Pathogenesis. In case of a contusion of the temporal region, mechanical energy is transmitted to the ear labyrinth directly through bone tissue and labyrinthine fluids, and also indirectly through brain tissue. In the latter case, the transmission link is the endolymphatic sac, to which a hydrodynamic wave is transmitted, propagating retrogradely to the endolymphatic spaces of the ear labyrinth. Of all the intracranial structures, the most sensitive to mechanical trauma are the membranous and receptor formations of the inner ear, the damage to which requires 100 times less energy than for the occurrence of a mild concussion. Often, signs of TBI mask acute cochleovestibular symptoms, which appear only after the victim comes out of unconsciousness.

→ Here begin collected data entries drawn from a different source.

use base64::Engine;
use jsonwebtoken::{decode, encode, Algorithm, DecodingKey, EncodingKey, Header, Validation};
use serde::{Deserialize, Serialize};
use sha2::{Digest, Sha256};
use std::time::Duration;
use uuid::Uuid;

use crate::error::{ChatError, Result};

/// JWT Claims structure
#[derive(Debug, Clone, PartialEq, Eq, Serialize, Deserialize)]
pub struct Claims {
    /// Subject (user ID)
    #[serde(rename = "userId")]
    pub user_id: String,
    /// Issued at (as UTC timestamp)
    pub iat: usize,
    /// Expiration time (as UTC timestamp)
    pub exp: usize,
    /// Unique token id; two tokens issued in the same second still differ
    pub jti: String,
}

impl Claims {
    /// Creates claims valid for `ttl` from now
    pub fn new(user_id: String, ttl: Duration) -> Self {
        let now = chrono::Utc::now().timestamp().max(0) as usize;
        Self {
            user_id,
            iat: now,
            exp: now + ttl.as_secs() as usize,
            jti: Uuid::new_v4().to_string(),
        }
    }

    /// Check if the token is expired
    pub fn is_expired(&self) -> bool {
        let now = chrono::Utc::now().timestamp().max(0) as usize;
        now > self.exp
    }
}

/// Manages JWT token operations
pub struct TokenManager {
    encoding_key: EncodingKey,
    decoding_key: DecodingKey,
    validation: Validation,
    ttl: Duration,
}

impl TokenManager {
    /// Creates a new token manager with a secret and token lifetime
    pub fn new(secret: &str, ttl: Duration) -> Self {
        let mut validation = Validation::new(Algorithm::HS256);
        validation.leeway = 0;
        Self {
            encoding_key: EncodingKey::from_secret(secret.as_bytes()),
            decoding_key: DecodingKey::from_secret(secret.as_bytes()),
            validation,
            ttl,
        }
    }

    /// Issues a token for the given user
    pub fn issue(&self, user_id: &str) -> Result<String> {
        self.encode(&Claims::new(user_id.to_string(), self.ttl))
    }

    /// Signs arbitrary claims
    pub fn encode(&self, claims: &Claims) -> Result<String> {
        encode(&Header::new(Algorithm::HS256), claims, &self.encoding_key)
            .map_err(|e| ChatError::Internal(format!("Failed to generate token: {}", e)))
    }

    /// Validates signature and expiry and returns the claims
    pub fn verify(&self, token: &str) -> Result<Claims> {
        let claims = decode::<Claims>(token, &self.decoding_key, &self.validation)
            .map(|data| data.claims)
            .map_err(|e| {
                log::debug!("Token validation failed: {}", e);
                ChatError::unauthorized("Invalid token")
            })?;

        if claims.user_id.is_empty() {
            return Err(ChatError::unauthorized("Invalid token"));
        }

        Ok(claims)
    }
}

/// Extracts the token from an Authorization header value.
/// Both `Bearer <token>` and a bare token are accepted.
pub fn extract_bearer_token(auth_header: &str) -> Option<&str> {
    let trimmed = auth_header.trim();
    let token = match trimmed.get(..6) {
        Some(scheme) if scheme.eq_ignore_ascii_case("bearer") => {
            let rest = &trimmed[6..];
            if rest.is_empty() || rest.starts_with(char::is_whitespace) {
                rest.trim()
            } else {
                // Raw token that merely starts with "bearer"
                trimmed
            }
        }
        _ => trimmed,
    };

    if token.is_empty() {
        None
    } else {
        Some(token)
    }
}

/// Keyed SHA-256 fingerprint of a token, so revocation lists never hold usable tokens
pub fn token_fingerprint(key: &str, token: &str) -> String {
    let mut hasher = Sha256::new();
    hasher.update(key.as_bytes());
    hasher.update([0u8]);
    hasher.update(token.as_bytes());
    base64::engine::general_purpose::URL_SAFE_NO_PAD.encode(hasher.finalize())
}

As is known, the primary pathogenetic mechanism of TBI is the pathological reaction of the cerebral vessels, manifested by their paresis, increased permeability, hemorrhagic phenomena, venous stasis and increased venous pressure, hyperproduction of cerebrospinal fluid, which ultimately leads to acute hydrocephalus and cerebral edema. Since the vessels of the ear labyrinth are part of a single vascular brain system, they experience fundamentally the same pathological anatomical and functional disorders as the vessels of the brain. With mechanical trauma to the ear labyrinth, first of all, there is a circulatory disorder, then changes in the production and chemical composition of peri- and endolymph, disruption of their circulation and resorption occur. These phenomena increase the permeability of the hematolabyrinthine barrier, disrupt the electrolyte balance and lead to hydrocephalus.

Pathological anatomy. Contusion of the ear labyrinth is characterized by hemorrhages in the tissues and its liquid media, ruptures and tears of its mobile elements (the covering membrane of the SpO, the otolithic and cupular apparatus, the membranous ducts).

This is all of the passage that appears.